[Data for analysis Boundary: Start]

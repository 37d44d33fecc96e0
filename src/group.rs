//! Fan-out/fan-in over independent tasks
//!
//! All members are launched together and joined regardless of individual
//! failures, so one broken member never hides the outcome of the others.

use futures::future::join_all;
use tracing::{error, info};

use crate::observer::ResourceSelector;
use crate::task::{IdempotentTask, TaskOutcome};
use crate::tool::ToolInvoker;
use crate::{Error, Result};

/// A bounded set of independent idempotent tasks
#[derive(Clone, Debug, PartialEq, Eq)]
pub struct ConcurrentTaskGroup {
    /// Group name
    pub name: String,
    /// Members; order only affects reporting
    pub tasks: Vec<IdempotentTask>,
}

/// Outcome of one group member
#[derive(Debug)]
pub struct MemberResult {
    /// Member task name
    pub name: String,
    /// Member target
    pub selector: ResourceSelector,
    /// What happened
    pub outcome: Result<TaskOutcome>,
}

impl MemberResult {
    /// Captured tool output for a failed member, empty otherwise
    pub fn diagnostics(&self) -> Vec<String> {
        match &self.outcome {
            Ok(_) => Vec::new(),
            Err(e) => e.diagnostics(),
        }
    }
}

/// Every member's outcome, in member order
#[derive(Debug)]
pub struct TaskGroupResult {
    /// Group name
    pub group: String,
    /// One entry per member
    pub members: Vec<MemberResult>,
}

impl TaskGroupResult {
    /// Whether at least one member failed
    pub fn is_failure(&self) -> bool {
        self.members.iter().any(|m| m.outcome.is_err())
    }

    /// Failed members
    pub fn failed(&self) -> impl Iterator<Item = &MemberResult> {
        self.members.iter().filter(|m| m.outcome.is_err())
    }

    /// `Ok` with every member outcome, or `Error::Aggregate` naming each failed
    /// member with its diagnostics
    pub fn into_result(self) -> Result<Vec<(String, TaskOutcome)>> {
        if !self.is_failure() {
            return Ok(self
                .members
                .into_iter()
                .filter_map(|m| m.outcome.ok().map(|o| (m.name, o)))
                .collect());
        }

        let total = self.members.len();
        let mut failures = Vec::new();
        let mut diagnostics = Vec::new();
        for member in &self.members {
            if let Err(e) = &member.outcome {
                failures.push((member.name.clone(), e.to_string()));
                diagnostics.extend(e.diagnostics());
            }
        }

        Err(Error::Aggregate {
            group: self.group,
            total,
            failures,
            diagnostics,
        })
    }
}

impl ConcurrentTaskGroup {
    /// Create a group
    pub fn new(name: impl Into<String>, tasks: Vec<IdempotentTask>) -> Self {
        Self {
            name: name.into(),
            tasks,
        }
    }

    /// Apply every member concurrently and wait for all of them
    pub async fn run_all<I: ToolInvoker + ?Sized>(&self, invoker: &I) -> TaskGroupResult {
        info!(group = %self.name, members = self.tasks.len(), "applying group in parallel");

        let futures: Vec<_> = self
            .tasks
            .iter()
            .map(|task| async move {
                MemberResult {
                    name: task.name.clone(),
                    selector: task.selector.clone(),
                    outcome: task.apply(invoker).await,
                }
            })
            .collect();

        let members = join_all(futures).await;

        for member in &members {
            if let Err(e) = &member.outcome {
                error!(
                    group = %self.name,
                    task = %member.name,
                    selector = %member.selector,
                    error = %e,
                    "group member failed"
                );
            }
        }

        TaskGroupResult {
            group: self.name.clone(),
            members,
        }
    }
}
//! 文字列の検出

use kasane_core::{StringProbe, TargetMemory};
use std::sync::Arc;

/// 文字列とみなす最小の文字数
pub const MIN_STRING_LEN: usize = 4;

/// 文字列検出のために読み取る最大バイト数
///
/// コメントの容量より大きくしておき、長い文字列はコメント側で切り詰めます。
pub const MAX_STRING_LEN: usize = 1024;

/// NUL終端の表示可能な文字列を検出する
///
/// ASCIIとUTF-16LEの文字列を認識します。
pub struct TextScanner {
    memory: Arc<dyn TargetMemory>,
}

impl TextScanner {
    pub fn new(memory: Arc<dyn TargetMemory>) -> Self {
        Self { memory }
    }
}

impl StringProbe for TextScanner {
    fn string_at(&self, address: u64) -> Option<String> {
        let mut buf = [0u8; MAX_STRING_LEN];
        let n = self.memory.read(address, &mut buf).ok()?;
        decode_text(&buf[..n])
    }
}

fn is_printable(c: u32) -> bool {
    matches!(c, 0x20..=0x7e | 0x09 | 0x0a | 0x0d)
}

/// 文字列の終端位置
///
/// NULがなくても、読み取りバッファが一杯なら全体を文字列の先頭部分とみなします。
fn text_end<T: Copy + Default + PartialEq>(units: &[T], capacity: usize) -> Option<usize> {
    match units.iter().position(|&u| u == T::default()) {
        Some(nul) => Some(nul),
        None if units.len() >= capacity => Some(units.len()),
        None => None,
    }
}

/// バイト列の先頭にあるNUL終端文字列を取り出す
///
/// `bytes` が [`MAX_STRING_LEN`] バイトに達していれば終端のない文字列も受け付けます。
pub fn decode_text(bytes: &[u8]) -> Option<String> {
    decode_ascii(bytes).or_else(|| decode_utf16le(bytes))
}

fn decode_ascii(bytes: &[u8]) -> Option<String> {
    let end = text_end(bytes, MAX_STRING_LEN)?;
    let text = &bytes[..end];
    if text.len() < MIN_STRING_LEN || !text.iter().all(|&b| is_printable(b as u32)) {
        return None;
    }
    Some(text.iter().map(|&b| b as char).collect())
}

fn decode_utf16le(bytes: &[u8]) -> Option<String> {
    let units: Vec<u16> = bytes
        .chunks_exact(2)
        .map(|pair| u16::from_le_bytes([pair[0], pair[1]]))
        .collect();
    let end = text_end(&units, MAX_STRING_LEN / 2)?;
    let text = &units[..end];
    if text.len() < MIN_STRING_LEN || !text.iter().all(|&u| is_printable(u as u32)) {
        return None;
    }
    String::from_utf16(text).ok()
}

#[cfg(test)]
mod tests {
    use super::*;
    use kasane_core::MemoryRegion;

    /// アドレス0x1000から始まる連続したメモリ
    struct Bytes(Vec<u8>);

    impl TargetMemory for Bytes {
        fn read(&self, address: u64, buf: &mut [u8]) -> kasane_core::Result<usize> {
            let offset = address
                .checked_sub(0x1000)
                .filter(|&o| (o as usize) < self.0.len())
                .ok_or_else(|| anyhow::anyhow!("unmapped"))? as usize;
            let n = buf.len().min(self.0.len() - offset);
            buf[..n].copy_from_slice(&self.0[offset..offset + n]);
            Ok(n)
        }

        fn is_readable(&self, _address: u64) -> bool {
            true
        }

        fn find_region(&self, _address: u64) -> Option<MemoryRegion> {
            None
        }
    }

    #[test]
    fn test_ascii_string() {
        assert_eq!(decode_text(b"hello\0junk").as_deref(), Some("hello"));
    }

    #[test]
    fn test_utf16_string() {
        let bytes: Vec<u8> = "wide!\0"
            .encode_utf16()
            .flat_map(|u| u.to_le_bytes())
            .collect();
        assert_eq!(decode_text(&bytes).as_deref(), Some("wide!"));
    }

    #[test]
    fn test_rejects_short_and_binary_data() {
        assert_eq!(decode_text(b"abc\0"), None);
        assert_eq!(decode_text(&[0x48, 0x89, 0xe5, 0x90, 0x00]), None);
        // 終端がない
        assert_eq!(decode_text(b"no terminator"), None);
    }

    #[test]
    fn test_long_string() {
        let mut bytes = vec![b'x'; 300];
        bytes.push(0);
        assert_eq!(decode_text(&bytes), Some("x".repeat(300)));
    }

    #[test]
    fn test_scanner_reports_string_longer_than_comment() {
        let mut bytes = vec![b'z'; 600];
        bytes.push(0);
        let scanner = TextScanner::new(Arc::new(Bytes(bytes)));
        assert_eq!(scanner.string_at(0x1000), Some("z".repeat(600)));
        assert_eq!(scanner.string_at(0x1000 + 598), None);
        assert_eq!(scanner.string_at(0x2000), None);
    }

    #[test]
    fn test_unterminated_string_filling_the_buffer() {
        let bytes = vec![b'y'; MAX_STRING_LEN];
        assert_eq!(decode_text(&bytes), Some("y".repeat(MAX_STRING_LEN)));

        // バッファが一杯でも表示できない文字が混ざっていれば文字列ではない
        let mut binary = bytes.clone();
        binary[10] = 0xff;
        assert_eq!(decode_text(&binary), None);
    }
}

[Data for analysis Boundary: End]

Task to carry out – Check each line of the data above for the string "crate", and copy the ones that have it.

Solved problem –
use crate::observer::ResourceSelector;
use crate::task::{IdempotentTask, TaskOutcome};
use crate::tool::ToolInvoker;
use crate::{Error, Result};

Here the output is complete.